Each function that returns a Bytes object in the API always explicity document whether the underlying content is copied or only referenced.

In real life application, it’s not rare to interface with C library that may allocate char * buffers. The API provides a few functions to import those data without need for a copy:

declare
    Some_Address : System.Address := Something;
    Some_Length  : NStd.SizeType  := Something_Length;
    My_Managed_Bytes   : Bytes := Acquire (Some_Address, Some_Length);
    My_Unmanaged_Bytes : Bytes := Reference (Some_Address, Some_Length);
begin
    --  do stuff
end;

In that example when My_Managed_Bytes is finalized, a call to free is done to release the memory at Some_Address. Basically on object creation the Bytes object assume the management of the memory block starting at Some_Address.

When using the Reference function, the release of the underlying memory region is not handled by the Bytes object. This might be useful when the lifecycle of the memory region is handled by another mechanism. Note that in the case a Bytes object is created using the Reference method, then a subsequent assignment to another Bytes object will cause the underlying data to be copied. The goal is to limit the scope of that unmanaged data.

To ease interface with the standard Ada String object, a Reference method is also available for that type. The main goal is to be able to pass without performance cost Ada String objects to API handling only Bytes.

In addition to these basic constructors, some handy functions are provided such as Parse_C_Literal to parse C-style escape sequences, or the multiply operator to create a Bytes object using a repeating pattern.

Indexing and Slicing

Indexing in Bytes object differs from String object in various ways

Index lower bounds is always 0
Index type is related to the architecture (64 bits or 32 bits). This means that a Bytes object can be larger than 2GB on 64 bits platforms. The exact limitation is 2^63 - 2 and 2^32 - 2 respectively.

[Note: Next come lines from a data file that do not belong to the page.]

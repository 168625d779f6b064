//! Date windows: the fixed sync window and caller-supplied filters.

use chrono::{DateTime, Datelike, Duration, NaiveDate, NaiveDateTime, TimeZone, Utc};
use chrono_tz::Tz;

use crate::error::{OneError, OneResult};
use crate::event::MirrorEvent;

/// The window every sync fetches: Jan 1 of last year to Dec 31 of next year.
#[derive(Debug, Clone, Copy, PartialEq)]
pub struct SyncWindow {
    pub time_min: DateTime<Utc>,
    pub time_max: DateTime<Utc>,
}

impl SyncWindow {
    pub fn around(now: DateTime<Utc>) -> Self {
        let year = now.year();
        let time_min = Utc
            .with_ymd_and_hms(year - 1, 1, 1, 0, 0, 0)
            .single()
            .unwrap_or(now - Duration::days(366));
        let time_max = Utc
            .with_ymd_and_hms(year + 1, 12, 31, 23, 59, 59)
            .single()
            .unwrap_or(now + Duration::days(366));

        SyncWindow { time_min, time_max }
    }

    pub fn contains(&self, instant: DateTime<Utc>) -> bool {
        instant >= self.time_min && instant <= self.time_max
    }
}

/// Half-open date range used to filter mirrored events.
/// None values mean unbounded in that direction.
#[derive(Debug, Clone, PartialEq)]
pub struct DateRange {
    pub from: Option<DateTime<Utc>>,
    pub to: Option<DateTime<Utc>>,
    /// Zone the caller's dates are expressed in
    pub tz: Tz,
}

impl DateRange {
    pub fn unbounded(tz: Tz) -> Self {
        DateRange {
            from: None,
            to: None,
            tz,
        }
    }

    /// Build a range from optional `YYYY-MM-DD` or RFC 3339 strings.
    ///
    /// - only `start`: that single day
    /// - `start` and `end`: from the start of `start` to the end of `end`
    /// - only `end`: everything up to the end of `end`
    pub fn from_args(start: Option<&str>, end: Option<&str>, tz: Tz) -> OneResult<Self> {
        let start = start.map(str::trim).filter(|s| !s.is_empty());
        let end = end.map(str::trim).filter(|s| !s.is_empty());

        let from = start.map(|s| parse_bound(s, tz, Bound::Start)).transpose()?;
        let to = match (start, end) {
            (_, Some(e)) => Some(parse_bound(e, tz, Bound::End)?),
            (Some(s), None) => Some(parse_bound(s, tz, Bound::EndOfStartDay)?),
            (None, None) => None,
        };

        if let (Some(from), Some(to)) = (from, to) {
            if to <= from {
                return Err(OneError::InvalidDateRange {
                    start: from.to_rfc3339(),
                    end: to.to_rfc3339(),
                });
            }
        }

        Ok(DateRange { from, to, tz })
    }

    /// Whether an event overlaps the range. Zero-length events match when they
    /// start inside it. All-day events are compared by calendar date.
    pub fn matches(&self, event: &MirrorEvent) -> bool {
        if event.all_day {
            return self.matches_dates(event);
        }

        let starts_before_end = self.to.is_none_or(|to| event.start_time < to);
        let ends_after_start = self.from.is_none_or(|from| {
            event.end_time > from || (event.end_time == event.start_time && event.start_time >= from)
        });

        starts_before_end && ends_after_start
    }

    fn matches_dates(&self, event: &MirrorEvent) -> bool {
        let first_day = event.start_time.date_naive();
        // All-day end dates are exclusive
        let last_day = (event.end_time - Duration::seconds(1))
            .date_naive()
            .max(first_day);

        let from_day = self.from.map(|f| f.with_timezone(&self.tz).date_naive());
        let to_day = self
            .to
            .map(|t| (t - Duration::seconds(1)).with_timezone(&self.tz).date_naive());

        from_day.is_none_or(|d| last_day >= d) && to_day.is_none_or(|d| first_day <= d)
    }
}

enum Bound {
    Start,
    End,
    EndOfStartDay,
}

fn parse_bound(s: &str, tz: Tz, bound: Bound) -> OneResult<DateTime<Utc>> {
    if let Ok(dt) = DateTime::parse_from_rfc3339(s) {
        let dt = dt.with_timezone(&Utc);
        return Ok(match bound {
            Bound::EndOfStartDay => start_of_day(next_day(dt.with_timezone(&tz).date_naive())?, tz),
            Bound::Start | Bound::End => dt,
        });
    }

    let date = NaiveDate::parse_from_str(s, "%Y-%m-%d").map_err(|_| {
        OneError::InvalidInput(format!(
            "Invalid date '{}'. Expected YYYY-MM-DD or RFC 3339",
            s
        ))
    })?;

    Ok(match bound {
        Bound::Start => start_of_day(date, tz),
        Bound::End | Bound::EndOfStartDay => start_of_day(next_day(date)?, tz),
    })
}

fn next_day(date: NaiveDate) -> OneResult<NaiveDate> {
    date.succ_opt()
        .ok_or_else(|| OneError::InvalidInput(format!("Date out of range: {date}")))
}

/// Midnight of `date` in `tz`, as UTC. DST gaps fall back to the first valid instant.
fn start_of_day(date: NaiveDate, tz: Tz) -> DateTime<Utc> {
    let midnight: NaiveDateTime = date.and_time(chrono::NaiveTime::MIN);
    tz.from_local_datetime(&midnight)
        .earliest()
        .map(|dt| dt.with_timezone(&Utc))
        .unwrap_or_else(|| Utc.from_utc_datetime(&midnight))
}

/// Parse `YYYY-MM-DD` as midnight UTC, the storage form of all-day event bounds.
pub fn parse_all_day(s: &str) -> Option<DateTime<Utc>> {
    NaiveDate::parse_from_str(s, "%Y-%m-%d")
        .ok()
        .map(|d| Utc.from_utc_datetime(&d.and_time(chrono::NaiveTime::MIN)))
}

Accessing the bytes of a Bytes object can be done using the safe functions Get or Get_Char. In that case a Constraint_Error is raised if the user query an element out of bounds. An Unsafe_Get function in which no checks is performed is also provided. The main goal of this function is to implement efficiently algorithms that iterate on the Bytes object. In that case the check can often be discarded as the algorithm will ensure by construction that only valid indexes will be used. Not using that unsafe function in those cases introduce a strong performance penalty.

declare
    My_Bytes : Bytes := +"abcedef";
    Counter  : SizeType := 0;
begin
    for Idx in 0 .. Length (My_Bytes) - 1 loop
        if Get (My_Bytes) = 16#61# then
           Counter := Counter + 1;
        end if;
    end loop;
end;

In the previous example, the code does in fact twice the bound check. Once for the loop and once during Get call. Using the Unsafe method ensures the checks is done once only.

The default Bytes iterator use the Unsafe_Get function and provides an efficient and nice way to iterate on a Bytes object:

declare
    My_Bytes : Bytes := +"abcedef";
    Counter  : SizeType := 0;
begin
    for B of My_Bytes loop
        if B = 16#61# then
           Counter := Counter + 1;
        end if;
    end loop;
end;

In order to get a slice of a Bytes object the API provides various functions. The most general one is the Slice function. The function does not cause a copy of the data. Providing that Bytes objects are immutable there is no aliasing issue. The semantic of bounds passed to the Slice function is highly inspired on the Python semantic: lower bound is included and higher bound is excluded. Also negative bounds are interpreted as Length (Byte_Object) + Bound:

declare
    Full : Bytes := +"0123456789";
    Sub  : Bytes;
begin
    Sub := Slice (Full, 0, Length (Full));
    assert Sub = Full;
    assert Sub = "0123456789";

    Sub := Slice (Full, 0, 2);
    assert Sub = "01";

    Sub := Slice (Full, 1, 3);
    assert Sub = "12";

    --  Objects bounds are starting at 0 even when a slice is created.
    Sub := Slice (Sub, 0, 1);
    assert Sub = "1";

    Sub := Slice (Full, -2, -1);
    assert Sub = "8";

end;

Also the function will never raise a Constraint_Error. If one of the bound is outside the object bounds then the effective bound is ajusted to match the object limits:

declare
    Full : Bytes := +"0123456789";
    Sub  : Bytes;
begin
    Sub := Slice (Full, 0, 42);
    assert Sub = "0123456789";
end;

This departs significantly from usual Ada semantics, but provides some advantages:

Ease interfacing with other languages such C
Reduce need for +1 or -1 compensations

The answer answer of Guido Van Rossum (Python’s creator) gives a bit more insight:

Guido Van Rossum on 0-based indexing

I was asked on Twitter why Python uses 0-based indexing, with a link to a new (fascinating) post on the subject (http://exple.tive.org/blarg/2013/10/22/citation-needed/). I recall thinking about it a lot; ABC, one of Python’s predecessors, used 1-based indexing, while C, the other big influence, used 0-based. My first few programming languages (Algol, Fortran, Pascal) used 1-based or variable-based. I think that one of the issues that helped me decide was slice notation.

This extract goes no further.